→ **Exercise**
Within the listing below, show every line that contains the word "lock".

→ **Information**
--------------------------------------------------

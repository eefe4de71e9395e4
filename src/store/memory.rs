use std::sync::Mutex;
use crate::audit::AuditLogEntry;
use crate::error::{Error, Result};
use crate::models::{Document, Field, Recipient};
use crate::store::{Store, Transaction};
use crate::{DocumentId, RecipientId};

#[derive(Default, Clone)]
struct Tables {
    documents: Vec<Document>,
    recipients: Vec<Recipient>,
    fields: Vec<Field>,
    audit: Vec<AuditLogEntry>,
}

#[derive(Default)]
pub struct MemoryStore {
    tables: Mutex<Tables>,
}

impl MemoryStore {
    pub fn new() -> Self {
        Self::default()
    }
}

impl Store for MemoryStore {
    fn transaction<T, F>(&self, f: F) -> Result<T>
    where
        F: FnOnce(&mut dyn Transaction) -> Result<T>,
    {
        let mut committed = self
            .tables
            .lock()
            .map_err(|_| Error::Storage("store lock poisoned".to_string()))?;
        let mut working = committed.clone();
        let out = f(&mut MemoryTransaction { tables: &mut working })?;
        *committed = working;
        Ok(out)
    }
}

struct MemoryTransaction<'a> {
    tables: &'a mut Tables,
}

fn replace<T, F: Fn(&T) -> bool>(rows: &mut [T], row: &T, matches: F, what: &str) -> Result<()>
where
    T: Clone,
{
    match rows.iter_mut().find(|r| matches(r)) {
        Some(slot) => {
            *slot = row.clone();
            Ok(())
        }
        None => Err(Error::NotFound(what.to_string())),
    }
}

impl Transaction for MemoryTransaction<'_> {
    fn document(&mut self, id: DocumentId) -> Result<Option<Document>> {
        Ok(self.tables.documents.iter().find(|d| d.id == id).cloned())
    }

    fn insert_document(&mut self, document: &Document) -> Result<()> {
        if self.tables.documents.iter().any(|d| d.id == document.id) {
            return Err(Error::Storage(format!("duplicate document {}", document.id)));
        }
        self.tables.documents.push(document.clone());
        Ok(())
    }

    fn update_document(&mut self, document: &Document) -> Result<()> {
        replace(&mut self.tables.documents, document, |d| d.id == document.id, "document")
    }

    fn delete_document(&mut self, id: DocumentId) -> Result<()> {
        self.tables.fields.retain(|f| f.document_id != id);
        self.tables.recipients.retain(|r| r.document_id != id);
        self.tables.documents.retain(|d| d.id != id);
        Ok(())
    }

    fn recipients(&mut self, document_id: DocumentId) -> Result<Vec<Recipient>> {
        let mut out: Vec<Recipient> = self
            .tables
            .recipients
            .iter()
            .filter(|r| r.document_id == document_id)
            .cloned()
            .collect();
        out.sort_by_key(|r| (r.signing_order, r.id));
        Ok(out)
    }

    fn insert_recipient(&mut self, recipient: &Recipient) -> Result<()> {
        if self.tables.recipients.iter().any(|r| r.id == recipient.id) {
            return Err(Error::Storage(format!("duplicate recipient {}", recipient.id)));
        }
        self.tables.recipients.push(recipient.clone());
        Ok(())
    }

    fn update_recipient(&mut self, recipient: &Recipient) -> Result<()> {
        replace(&mut self.tables.recipients, recipient, |r| r.id == recipient.id, "recipient")
    }

    fn delete_recipient(&mut self, id: RecipientId) -> Result<()> {
        self.tables.fields.retain(|f| f.recipient_id != id);
        self.tables.recipients.retain(|r| r.id != id);
        Ok(())
    }

    fn fields(&mut self, document_id: DocumentId) -> Result<Vec<Field>> {
        Ok(self
            .tables
            .fields
            .iter()
            .filter(|f| f.document_id == document_id)
            .cloned()
            .collect())
    }

    fn insert_field(&mut self, field: &Field) -> Result<()> {
        if self.tables.fields.iter().any(|f| f.id == field.id) {
            return Err(Error::Storage(format!("duplicate field {}", field.id)));
        }
        self.tables.fields.push(field.clone());
        Ok(())
    }

    fn update_field(&mut self, field: &Field) -> Result<()> {
        replace(&mut self.tables.fields, field, |f| f.id == field.id, "field")
    }

    fn append_audit(&mut self, entry: &AuditLogEntry) -> Result<()> {
        if self
            .tables
            .audit
            .iter()
            .any(|e| e.document_id == entry.document_id && e.sequence == entry.sequence)
        {
            return Err(Error::Storage(format!(
                "audit entry {} already exists for {}", entry.sequence, entry.document_id
            )));
        }
        self.tables.audit.push(entry.clone());
        Ok(())
    }

    fn last_audit_entry(&mut self, document_id: DocumentId) -> Result<Option<AuditLogEntry>> {
        Ok(self
            .tables
            .audit
            .iter()
            .filter(|e| e.document_id == document_id)
            .max_by_key(|e| e.sequence)
            .cloned())
    }

    fn audit_log(&mut self, document_id: DocumentId) -> Result<Vec<AuditLogEntry>> {
        let mut out: Vec<AuditLogEntry> = self
            .tables
            .audit
            .iter()
            .filter(|e| e.document_id == document_id)
            .cloned()
            .collect();
        out.sort_by_key(|e| e.sequence);
        Ok(out)
    }
}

--------------------------------------------------

→ **Output below**
            .lock()
            .map_err(|_| Error::Storage("store lock poisoned".to_string()))?;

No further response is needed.